When it comes to crafting law, Congress seeks input from outside experts to help inform and guide their decisionmaking. The type of experts the body seeks out can say a lot about why Congress does what it does. Last Wednesday, the House Foreign Affairs Committee invited some particularly revealing “expert witnesses” that say a lot about the body’s priorities.
The Middle East Subcommittee held a hearing on the “Iran-Syria Nexus and its Implications for the Region,” featuring Mark Dubowitz, the Executive Director of the Foundation of Defense and Democracies (FDD), a major pro-sanctions lobby that has been in the spotlight thanks financial filings that indicate it is primarily sponsored by far-right wing millionaires like Sheldon Adelson. Also testifying was John Bolton, a Senior Fellow at the American Enterprise Institute who has called for the U.S. to bomb Iran for years now, going back to his days as UN Ambassador under the Bush Administration.
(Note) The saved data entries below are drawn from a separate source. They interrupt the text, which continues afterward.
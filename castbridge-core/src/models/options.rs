use std::fmt;
use std::path::PathBuf;
use std::str::FromStr;

use serde::{de, Deserialize, Deserializer, Serialize, Serializer};

/// Where subtitles come from for a stream.
///
/// Serialized in the settings/history blobs as `"none"`,
/// `"external:<path>"` or `"embedded:<index>"`.
#[derive(Debug, Clone, PartialEq, Eq, Default)]
pub enum SubtitleSelection {
    #[default]
    None,
    External(PathBuf),
    Embedded(usize),
}

impl SubtitleSelection {
    #[must_use]
    pub fn is_none(&self) -> bool {
        matches!(self, Self::None)
    }
}

impl fmt::Display for SubtitleSelection {
    fn fmt(&self, f: &mut fmt::Formatter<'_>) -> fmt::Result {
        match self {
            Self::None => write!(f, "none"),
            Self::External(path) => write!(f, "external:{}", path.display()),
            Self::Embedded(index) => write!(f, "embedded:{index}"),
        }
    }
}

impl FromStr for SubtitleSelection {
    type Err = String;

    fn from_str(s: &str) -> Result<Self, Self::Err> {
        if s == "none" || s.is_empty() {
            return Ok(Self::None);
        }
        if let Some(path) = s.strip_prefix("external:") {
            return Ok(Self::External(PathBuf::from(path)));
        }
        if let Some(index) = s.strip_prefix("embedded:") {
            return index
                .parse::<usize>()
                .map(Self::Embedded)
                .map_err(|_| format!("invalid embedded subtitle index: {index}"));
        }
        Err(format!("invalid subtitle selection: {s}"))
    }
}

impl Serialize for SubtitleSelection {
    fn serialize<S: Serializer>(&self, serializer: S) -> Result<S::Ok, S::Error> {
        serializer.serialize_str(&self.to_string())
    }
}

impl<'de> Deserialize<'de> for SubtitleSelection {
    fn deserialize<D: Deserializer<'de>>(deserializer: D) -> Result<Self, D::Error> {
        let s = String::deserialize(deserializer)?;
        s.parse().map_err(de::Error::custom)
    }
}

/// The full transcode parameter set for one stream.
///
/// Only a subset of these fields affects the bytes of a transcoded segment;
/// see [`crate::cache::SegmentSidecar`] for the cache equality key.
#[derive(Debug, Clone, PartialEq, Serialize, Deserialize)]
#[serde(default)]
pub struct StreamOptions {
    pub subtitle: SubtitleSelection,
    pub burn_in: bool,
    pub font_size: u32,
    pub ignore_closed_captions: bool,
    pub video_track: usize,
    pub audio_track: usize,
    pub bitrate: Option<String>,
    pub max_output_width: u32,
    pub no_transcode_cache: bool,
}

impl Default for StreamOptions {
    fn default() -> Self {
        Self {
            subtitle: SubtitleSelection::None,
            burn_in: false,
            font_size: 24,
            ignore_closed_captions: false,
            video_track: 0,
            audio_track: 0,
            bitrate: None,
            max_output_width: 0,
            no_transcode_cache: false,
        }
    }
}

impl StreamOptions {
    /// The subtitle path to burn in, when burn-in is active and a source is
    /// selected. Embedded selections burn from the input itself.
    #[must_use]
    pub fn burn_in_external_path(&self) -> Option<&PathBuf> {
        if !self.burn_in {
            return None;
        }
        match &self.subtitle {
            SubtitleSelection::External(path) => Some(path),
            _ => None,
        }
    }

    #[must_use]
    pub fn burn_in_embedded_index(&self) -> Option<usize> {
        if !self.burn_in {
            return None;
        }
        match &self.subtitle {
            SubtitleSelection::Embedded(index) => Some(*index),
            _ => None,
        }
    }
}

#[cfg(test)]
mod tests {
    use super::*;

    #[test]
    fn test_subtitle_selection_string_round_trip() {
        for raw in ["none", "external:/tmp/a.srt", "embedded:2"] {
            let parsed: SubtitleSelection = raw.parse().unwrap();
            assert_eq!(parsed.to_string(), raw);
        }
    }

    #[test]
    fn test_subtitle_selection_rejects_garbage() {
        assert!("embedded:x".parse::<SubtitleSelection>().is_err());
        assert!("internal:/a".parse::<SubtitleSelection>().is_err());
    }

    #[test]
    fn test_subtitle_selection_json() {
        let opts = StreamOptions {
            subtitle: SubtitleSelection::External(PathBuf::from("/tmp/a.srt")),
            ..StreamOptions::default()
        };
        let json = serde_json::to_string(&opts).unwrap();
        assert!(json.contains("\"external:/tmp/a.srt\""));
        let back: StreamOptions = serde_json::from_str(&json).unwrap();
        assert_eq!(back, opts);
    }

    #[test]
    fn test_burn_in_accessors() {
        let mut opts = StreamOptions {
            subtitle: SubtitleSelection::Embedded(1),
            ..StreamOptions::default()
        };
        assert_eq!(opts.burn_in_embedded_index(), None);
        opts.burn_in = true;
        assert_eq!(opts.burn_in_embedded_index(), Some(1));
        assert!(opts.burn_in_external_path().is_none());
    }
}
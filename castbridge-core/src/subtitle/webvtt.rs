//! Minimal WebVTT model: enough to re-serialize cues with their timing
//! intact and to let the closed-caption stripper edit cue text.

use crate::error::{Error, Result};

/// One cue: a timing line plus its text lines.
#[derive(Debug, Clone, PartialEq)]
pub struct Cue {
    /// Optional cue identifier line.
    pub id: Option<String>,
    /// Start timestamp, verbatim (`00:01:02.500`).
    pub start: String,
    /// End timestamp, verbatim.
    pub end: String,
    /// Settings after the arrow (`line:0 position:50%`), verbatim.
    pub settings: String,
    pub lines: Vec<String>,
}

/// A parsed WebVTT document.
#[derive(Debug, Clone, PartialEq, Default)]
pub struct WebVtt {
    /// Text after `WEBVTT` on the header line, if any.
    pub header: String,
    pub cues: Vec<Cue>,
}

impl WebVtt {
    /// Parse WebVTT text. SRT-style input (numeric counters, comma decimal
    /// separators, no header) is accepted and normalized, since external
    /// subtitle files are frequently SRT.
    pub fn parse(text: &str) -> Result<Self> {
        let text = text.trim_start_matches('\u{feff}');
        let mut lines = text.lines().peekable();

        let mut vtt = WebVtt::default();
        let is_vtt = lines
            .peek()
            .map(|l| l.trim_start().starts_with("WEBVTT"))
            .unwrap_or(false);
        if is_vtt {
            let header_line = lines.next().unwrap_or_default();
            vtt.header = header_line
                .trim_start()
                .strip_prefix("WEBVTT")
                .unwrap_or_default()
                .trim()
                .to_string();
        }

        let mut pending_id: Option<String> = None;
        while let Some(line) = lines.next() {
            let trimmed = line.trim();
            if trimmed.is_empty() {
                pending_id = None;
                continue;
            }
            // NOTE/STYLE/REGION blocks are dropped; timing is all we keep.
            if trimmed.starts_with("NOTE") || trimmed.starts_with("STYLE") || trimmed.starts_with("REGION") {
                for skipped in lines.by_ref() {
                    if skipped.trim().is_empty() {
                        break;
                    }
                }
                continue;
            }

            if let Some((start, end, settings)) = parse_timing(trimmed) {
                let mut cue = Cue {
                    id: pending_id.take(),
                    start,
                    end,
                    settings,
                    lines: Vec::new(),
                };
                for text_line in lines.by_ref() {
                    if text_line.trim().is_empty() {
                        break;
                    }
                    cue.lines.push(text_line.trim_end().to_string());
                }
                vtt.cues.push(cue);
            } else {
                // Cue identifier (or SRT counter) preceding a timing line.
                pending_id = Some(trimmed.to_string());
            }
        }

        if !is_vtt && vtt.cues.is_empty() && !text.trim().is_empty() {
            return Err(Error::MalformedSubtitle(
                "not a WebVTT or SRT document".to_string(),
            ));
        }
        Ok(vtt)
    }

}

/// Serialization back to canonical WebVTT. SRT counters picked up as cue ids
/// are dropped.
impl std::fmt::Display for WebVtt {
    fn fmt(&self, f: &mut std::fmt::Formatter<'_>) -> std::fmt::Result {
        write!(f, "WEBVTT")?;
        if !self.header.is_empty() {
            write!(f, " {}", self.header)?;
        }
        write!(f, "\n\n")?;
        for cue in &self.cues {
            if let Some(id) = &cue.id {
                if id.parse::<u64>().is_err() {
                    writeln!(f, "{id}")?;
                }
            }
            write!(f, "{} --> {}", cue.start, cue.end)?;
            if !cue.settings.is_empty() {
                write!(f, " {}", cue.settings)?;
            }
            writeln!(f)?;
            for line in &cue.lines {
                writeln!(f, "{line}")?;
            }
            writeln!(f)?;
        }
        Ok(())
    }
}

/// Parse a timing line, normalizing SRT comma decimals to dots.
fn parse_timing(line: &str) -> Option<(String, String, String)> {
    let (start, rest) = line.split_once("-->")?;
    let rest = rest.trim();
    let (end, settings) = match rest.split_once(char::is_whitespace) {
        Some((end, settings)) => (end, settings.trim()),
        None => (rest, ""),
    };
    let normalize = |t: &str| t.trim().replace(',', ".");
    let start = normalize(start);
    let end = normalize(end);
    if start.is_empty() || !start.contains(':') || !end.contains(':') {
        return None;
    }
    Some((start, end, settings.to_string()))
}
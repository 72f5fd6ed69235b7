//! Remote source handler.
//!
//! Proxies an upstream HLS stream captured by the page extractor: rewrites
//! the upstream manifest so every URI points back into this server, caches
//! upstream track playlists plus a segment-index → URL map, downloads raw
//! segments with the captured session credentials, and remuxes them into
//! receiver-compatible MPEG-TS.

use std::path::PathBuf;
use std::sync::Arc;
use std::time::Duration;

use async_trait::async_trait;
use backon::{ConstantBuilder, Retryable};
use futures::StreamExt;
use parking_lot::RwLock;
use tokio::io::AsyncWriteExt;
use tokio_util::sync::CancellationToken;
use tracing::{debug, info, warn};

use crate::cache::{layout::write_atomic, CacheLayout, SegmentFlight, SegmentKey};
use crate::error::{Error, Result};
use crate::models::{Extraction, MediaSource, StreamOptions, SubtitleSelection, TrackKind};
use crate::playlist::{generate, parse, resolve_uri, MasterPlaylist, Playlist};
use crate::subtitle::{decode, strip_closed_captions, WebVtt};
use crate::transcoder::{StreamMapping, TranscodeInput, TranscodeOptions, TranscodeTarget, Transcoder};

use super::{rapid_seek_gate, SegmentPayload, StreamHandler};

const UPSTREAM_TIMEOUT: Duration = Duration::from_secs(30);
const UPSTREAM_RETRY_BACKOFF: Duration = Duration::from_millis(500);

/// One upstream media playlist this handler serves segments from.
#[derive(Debug, Clone)]
struct TrackBinding {
    kind: TrackKind,
    track: usize,
    /// Absolute upstream playlist URL; empty when the extraction body itself
    /// is the media playlist.
    upstream_url: String,
    /// Whether segments carry both audio and video.
    muxed: bool,
}

/// How the upstream presents its streams.
enum UpstreamShape {
    /// Master with separate audio and video media playlists.
    Demuxed,
    /// Master whose variant carries muxed segments.
    MuxedMaster,
    /// The manifest itself is a media playlist.
    SingleMedia,
}

pub struct RemoteSourceHandler {
    extraction: Extraction,
    options: StreamOptions,
    content_key: String,
    layout: CacheLayout,
    transcoder: Arc<Transcoder>,
    client: reqwest::Client,
    shape: UpstreamShape,
    master: Option<MasterPlaylist>,
    bindings: Vec<TrackBinding>,
    /// In-memory copy of each binding's URL map, lazily loaded from disk.
    url_maps: RwLock<Vec<Option<Arc<Vec<String>>>>>,
    duration: f64,
    flight: SegmentFlight,
}
//! Parse → generate → parse over a corpus of conforming playlists must
//! yield semantically equal structures with stable segment ordering.

use castbridge_core::playlist::{generate, parse, resolve_uri, Playlist};

const SIMPLE_VOD: &str = "#EXTM3U
#EXT-X-VERSION:3
#EXT-X-TARGETDURATION:8
#EXT-X-MEDIA-SEQUENCE:0
#EXT-X-PLAYLIST-TYPE:VOD
#EXTINF:8.000000,
segment_0.ts
#EXTINF:8.000000,
segment_1.ts
#EXTINF:5.500000,
segment_2.ts
#EXT-X-ENDLIST
";

const ENCRYPTED_VOD: &str = "#EXTM3U
#EXT-X-VERSION:3
#EXT-X-TARGETDURATION:6
#EXT-X-MEDIA-SEQUENCE:0
#EXT-X-KEY:METHOD=AES-128,URI=\"https://keys.example/1\",IV=0x9c7db8778570d05c3f9ae7d7e26a
#EXTINF:6.006000,
chunk_00001.ts
#EXTINF:6.006000,
chunk_00002.ts
#EXT-X-KEY:METHOD=AES-128,URI=\"https://keys.example/2\",IV=0x9c7db8778570d05c3f9ae7d7e26b
#EXTINF:3.003000,
chunk_00003.ts
#EXT-X-ENDLIST
";

const FMP4_VOD: &str = "#EXTM3U
#EXT-X-VERSION:6
#EXT-X-TARGETDURATION:4
#EXT-X-MEDIA-SEQUENCE:0
#EXT-X-MAP:URI=\"init.mp4\"
#EXT-X-PROGRAM-DATE-TIME:2024-05-01T12:00:00.000+00:00
#EXTINF:4.000000,
seg-1.m4s
#EXT-X-BYTERANGE:75232@0
#EXTINF:4.000000,
seg-2.m4s
#EXT-X-DISCONTINUITY
#EXTINF:2.000000,
seg-3.m4s
#EXT-X-ENDLIST
";

const DEMUXED_MASTER: &str = "#EXTM3U
#EXT-X-VERSION:4
#EXT-X-INDEPENDENT-SEGMENTS
#EXT-X-MEDIA:TYPE=AUDIO,GROUP-ID=\"stereo\",NAME=\"English\",LANGUAGE=\"en\",DEFAULT=YES,AUTOSELECT=YES,URI=\"audio/stereo/en/index.m3u8\"
#EXT-X-MEDIA:TYPE=AUDIO,GROUP-ID=\"stereo\",NAME=\"Dubbing\",LANGUAGE=\"dub\",DEFAULT=NO,AUTOSELECT=YES,URI=\"audio/stereo/none/index.m3u8\"
#EXT-X-MEDIA:TYPE=SUBTITLES,GROUP-ID=\"subs\",NAME=\"English\",LANGUAGE=\"en\",DEFAULT=YES,URI=\"subtitles/en/index.m3u8\"
#EXT-X-STREAM-INF:BANDWIDTH=628000,CODECS=\"avc1.42c00d,mp4a.40.2\",RESOLUTION=320x184,AUDIO=\"stereo\",SUBTITLES=\"subs\"
video/250kbit/index.m3u8
#EXT-X-STREAM-INF:BANDWIDTH=2149280,CODECS=\"avc1.64001f,mp4a.40.2\",RESOLUTION=1280x720,AUDIO=\"stereo\",SUBTITLES=\"subs\"
video/1500kbit/index.m3u8
";

fn round_trip(text: &str) -> (Playlist, Playlist) {
    let first = parse(text).expect("fixture parses");
    let second = parse(&generate(&first)).expect("generated text parses");
    (first, second)
}

#[test]
fn test_simple_vod_round_trip() {
    let (first, second) = round_trip(SIMPLE_VOD);
    assert_eq!(first, second);
    let media = first.as_media().unwrap();
    assert_eq!(media.segments.len(), 3);
    assert!((media.total_duration() - 21.5).abs() < 1e-9);
}

#[test]
fn test_encrypted_vod_round_trip_keeps_key_rotation() {
    let (first, second) = round_trip(ENCRYPTED_VOD);
    assert_eq!(first, second);
    let media = first.as_media().unwrap();
    assert!(media.segments[0].key.is_some());
    assert!(media.segments[1].key.is_none());
    assert!(media.segments[2].key.is_some());
}

#[test]
fn test_fmp4_round_trip_keeps_map_and_byterange() {
    let (first, second) = round_trip(FMP4_VOD);
    assert_eq!(first, second);
    let media = first.as_media().unwrap();
    assert_eq!(media.map.as_ref().unwrap().uri, "init.mp4");
    assert_eq!(media.segments[1].byte_range.as_deref(), Some("75232@0"));
    assert!(media.segments[2].discontinuity);
    assert!(media.segments[0].program_date_time.is_some());
}

#[test]
fn test_demuxed_master_round_trip() {
    let (first, second) = round_trip(DEMUXED_MASTER);
    assert_eq!(first, second);
    let master = first.as_master().unwrap();
    assert_eq!(master.variants.len(), 2);
    assert_eq!(master.audio_groups["stereo"].len(), 2);
    assert_eq!(master.subtitle_groups["subs"].len(), 1);
    assert!(master.independent_segments);
}

#[test]
fn test_segment_ordering_is_stable() {
    for fixture in [SIMPLE_VOD, ENCRYPTED_VOD, FMP4_VOD] {
        let first = parse(fixture).unwrap();
        let uris: Vec<_> = first
            .as_media()
            .unwrap()
            .segments
            .iter()
            .map(|s| s.uri.clone())
            .collect();
        let second = parse(&generate(&first)).unwrap();
        let reuris: Vec<_> = second
            .as_media()
            .unwrap()
            .segments
            .iter()
            .map(|s| s.uri.clone())
            .collect();
        assert_eq!(uris, reuris);
    }
}

#[test]
fn test_variant_uri_resolution() {
    let master = parse(DEMUXED_MASTER).unwrap();
    let variant = &master.as_master().unwrap().variants[1];
    assert_eq!(
        resolve_uri("https://cdn.example.com/movie/master.m3u8", &variant.uri),
        "https://cdn.example.com/movie/video/1500kbit/index.m3u8"
    );
}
Dubowitz and Bolton, both representing the neo-conservative hawks in Washington, urged the Members of Congress in attendance to escalate sanctions, dismiss negotiations, and carry out preventative war on Iran.
Dubowitz called for “massively intensifying sanctions on Iran to bring it to the verge of economic collapse.” According to him, Washington was not doing enough to send the message to the Supreme Leader that the U.S. means business. He claimed that the U.S. has been granting sanctions relief to Iran through its “unwillingness to entertain new sanctions [and] non-enforcement of existing sanctions.”
Bolton sided with Dubowitz but added that negotiations with Iran are worthless and that the U.S. should ultimately aim for regime change within Iran. As predicted, Bolton argued yet again that the “only option is a pre-emptive military strike against Iran’s nuclear program.”